Entourée par les bras forts de son amant, elle ouvrit lentement ses paupières closes, ses yeux encore obscurcis par le sommeil. Les rayons du soleil l'aveuglant, elle avait du mal à distinguer clairement son bel amant, mais rassuré par son odeur, elle se pressa davantage contre lui. Ses doigts effleuraient tendrement le torse de Jarod, relevant la tête pour croiser le regard de celui qui partageait son espace intime. Le caméléon, éveillait depuis un long moment, l'observait en silence, pleinement satisfait de la situation. Il dessina affectueusement des cercles dans son dos, retenant ainsi un sourire contemplatif, laissant transparaître sa joie de retrouver leur complicité égarée. Mlle Parker, elle, sereine, se perdait dans cet agréable cocon de plénitude. Jarod, lui, suivait chaque mouvement, s'attardant sur les nuances de bonheur qui marquaient son visage.

« Bonjour, mon amour. Est-ce que je rêve ?

- Je crois, il l'embrassa. Bonjour, toi.

- C'était merveilleux, cette nuit. Je voudrais rester comme ça toute ma vie.

- Moi aussi, murmura-t-il, un sourire en coin. Avec toi, mon rêve devient réalité. Nous avons tant à rattraper et tant à partager.

- Le destin nous a joués de drôles de tours. Il y a quelques mois encore, je te traquais et voilà qu'aujourd'hui, je suis amoureuse de toi et sur le point de m'engager dans une relation très sérieuse, elle posa sa tête contre la poitrine de son amant, écoutant les battements réguliers de son cœur. Hmm… Quoiqu'il en soit, je ne veux plus regarder en arrière. Notre avenir est devant nous, ses doigts filaient sur le long du bras du caméléon.

- Notre histoire ne fait que commencer. Chaque chapitre à venir sera écrit sans aucun regret.

- Jarod… On devrait rendre chaque jour aussi mémorable que cette nuit inoubliable ! il la serra un peu plus fort contre lui.

- Je n'y vois pas d'inconvénient.

- Tu... Tu as lu la lettre. elle constata l'enveloppe déchiquetée. Qu'en dis-tu ?

- Oui, je l'ai lue. Je ne savais pas que tu ressentais ça. Merci de m'avoir dit que tu m'aimais, ça compte énormément pour moi.

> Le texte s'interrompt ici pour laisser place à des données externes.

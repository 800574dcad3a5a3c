//! FIX checksum calculation.
//!
//! The checksum is the sum of all bytes preceding the `10=` field, modulo
//! 256, written as three zero-padded digits.

use memchr::memmem;

/// Checksum trailer, with the separator that precedes it.
const CHECKSUM_FIELD: &[u8] = b"\x0110=";

/// Sum of all bytes modulo 256.
#[inline]
#[must_use]
pub fn checksum(data: &[u8]) -> u8 {
    data.iter().fold(0u8, |sum, &b| sum.wrapping_add(b))
}

/// Formats a checksum as a 3-digit zero-padded string (e.g. "042").
pub fn format_checksum(checksum: u8) -> String {
    format!("{checksum:03}")
}

/// Computes the checksum `msg` should carry.
///
/// Covers every byte up to and including the separator in front of the last
/// `10=` field. A message without such a separator has an empty prefix.
pub fn expected_checksum(msg: &str) -> String {
    let bytes = msg.as_bytes();
    let prefix = match memmem::rfind(bytes, CHECKSUM_FIELD) {
        Some(pos) => &bytes[..=pos],
        None => &[][..],
    };
    format_checksum(checksum(prefix))
}

#[cfg(test)]
mod tests {
    use super::*;

    #[test]
    fn sum_wraps() {
        assert_eq!(checksum(b""), 0);
        assert_eq!(checksum(&[200, 100]), 44);
        assert_eq!(checksum(&[255; 4]), 252);
    }

    #[test]
    fn formatting() {
        assert_eq!(format_checksum(0), "000");
        assert_eq!(format_checksum(45), "045");
        assert_eq!(format_checksum(255), "255");
    }

    #[test]
    fn known_message() {
        let msg = "8=FIX.4.2\x019=5\x0135=0\x0110=161\x01";
        assert_eq!(expected_checksum(msg), "161");
    }

    #[test]
    fn prefix_includes_separator() {
        // "A" + SOH
        assert_eq!(expected_checksum("A\x0110=066\x01"), "066");
    }

    #[test]
    fn last_checksum_field_counts() {
        let msg = "35=0\x0110=000\x0110=123\x01";
        let prefix = "35=0\x0110=000\x01";
        assert_eq!(expected_checksum(msg), format_checksum(checksum(prefix.as_bytes())));
    }

    #[test]
    fn leading_checksum_field() {
        assert_eq!(expected_checksum("10=000\x01"), "000");
        assert_eq!(expected_checksum("35=0\x01"), "000");
    }
}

- C'était extrêmement difficile de t'écrire ce que j'éprouvais, mais je voulais que tu saches mes attentes et mes espoirs pour nous deux, lui confia-t-elle, les yeux mi-clos. Et toi, Jarod, comment te sens-tu par rapport à tout cela ? Je veux savoir.

- Heureux. Immensément heureux. Savoir que tu veux être avec moi et Junior, c'est plus que je ne pouvais espérer. Tu es certaine de vouloir t'occuper de lui ?

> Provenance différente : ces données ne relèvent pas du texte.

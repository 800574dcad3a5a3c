//! Schema queries: `--xml`, `--info`, `--message`, `--tag` and `--component`.

use std::{io::Write, path::Path, sync::Arc};

use anyhow::{Context, Result};
use clap::CommandFactory;
use fixdecoder_dictionary::{DictionaryCache, RawDictionary, SchemaTree, version_for_id};
use tracing::{debug, warn};

use crate::{
    cli::Cli,
    display::SchemaPrinter,
    settings::DecoderSettings,
    theme::Style,
};

fn load_external(path: &Path) -> Result<SchemaTree> {
    let raw = RawDictionary::from_file(path)
        .inspect_err(|err| warn!(path = %path.display(), "{err}"))
        .with_context(|| format!("failed to load dictionary {}", path.display()))?;
    SchemaTree::build(&raw).with_context(|| format!("invalid dictionary {}", path.display()))
}

/// The dictionary queries run against: the `--xml` file when given,
/// otherwise the embedded dictionary selected by `--fix`.
pub fn load_schema(cli: &Cli, cache: &DictionaryCache) -> Result<Arc<SchemaTree>> {
    if let Some(path) = &cli.xml {
        return load_external(path).map(Arc::new);
    }
    let version = version_for_id(&cli.fix);
    debug!(id = %cli.fix, %version, "selected embedded dictionary");
    cache
        .resolve_schema(version)
        .with_context(|| format!("failed to load FIX {} dictionary", cli.fix))
}

fn usage<W: Write>(out: &mut W) -> Result<()> {
    Cli::command().write_help(out)?;
    Ok(())
}

/// Runs the schema queries requested on the command line.
///
/// Returns `false` when none was requested and log decoding should run
/// instead.
pub fn run<W: Write>(
    cli: &Cli,
    cache: &DictionaryCache,
    settings: &DecoderSettings,
    out: &mut W,
) -> Result<bool> {
    if !cli.has_query() {
        return Ok(false);
    }

    let schema = load_schema(cli, cache)?;
    let printer = SchemaPrinter::new(&schema, cli.verbose, cli.column, settings.width);

    if let Some(path) = &cli.xml {
        let path = path.display().to_string();
        writeln!(
            out,
            "Dictionary loaded from: {}\n",
            settings.theme().paint(Style::File, &path)
        )?;
        printer.summary(out)?;
    }

    if cli.info {
        printer.info(out)?;
    }

    match cli.message.as_ref() {
        None => {}
        Some(None) => printer.list_messages(out)?,
        Some(Some(name)) if name.is_empty() => usage(out)?,
        Some(Some(name)) => printer.message(out, name, cli.header, cli.trailer)?,
    }

    match cli.tag.as_ref() {
        None => {}
        Some(None) => printer.list_tags(out)?,
        Some(Some(tag)) if tag.is_empty() => usage(out)?,
        Some(Some(tag)) => printer.tag(out, tag)?,
    }

    match cli.component.as_ref() {
        None => {}
        Some(None) => printer.list_components(out)?,
        Some(Some(name)) if name.is_empty() => usage(out)?,
        Some(Some(name)) => printer.component(out, name)?,
    }

    Ok(true)
}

- Pour être honnête, j'ai des appréhensions. Je n'ai aucune expérience avec les bébés, Jarod. Je crains de ne pas être à la hauteur.

- Écoute-moi bien, Parker. Tu es une personne exceptionnelle. Tu as tant à lui apporter. Cet adorable petit garçon à énormément de chances de t'avoir dans sa vie et je n'ai aucun doute sur le fait que tu seras une maman incroyablement géniale.

- Junior… Comment est-il maintenant ? Ça fait si longtemps. Je ne sais pas ce qu'il aime, ce qu'il déteste, ce qu'il fait. Il a dû changer, sa voix devenait mélancolique.

- C'est normal d'avoir des inquiétudes, Parker. En-tout-cas, tu ne seras pas seule. Je serais là. On est une équipe. Tu te rappelles ? Et puis, il y aura notre frère. Je suis sûr qu'il apprécierait de jouer les tontons.

- J'ai tellement envie de bien faire. Je veux qu'il soit heureux avec nous.

- Et il le sera. Avec toi, avec moi, il aura tout ce dont il aura besoin. Tu es prête à te donner, et ça, c'est la plus grande force d'une mère, la rassura-t-il, se montrant compatissant.

- Oh, comme je voudrais être aussi optimiste que toi. Je n'ai jamais été mère. Comment être sûre de faire les choses correctement ? J'ai si peur de commettre des erreurs avec lui, avec toi. Peut-être que… Que je n'ai pas cet instinct maternel. Ça me terrifie et d'un autre côté ça m'excite... Pffff !

- Personne ne naît parent parfait, Parker, et les bébés ne viennent pas au monde avec le mode d'emploi. Ce serait beaucoup trop facile, n'est-ce pas ? C'est même certain que toi et moi, nous commettrons des erreurs. C'est en apprenant et en grandissant avec notre enfant que l'on le deviendra. Crois-moi, tu es bien plus prête que tu ne le penses.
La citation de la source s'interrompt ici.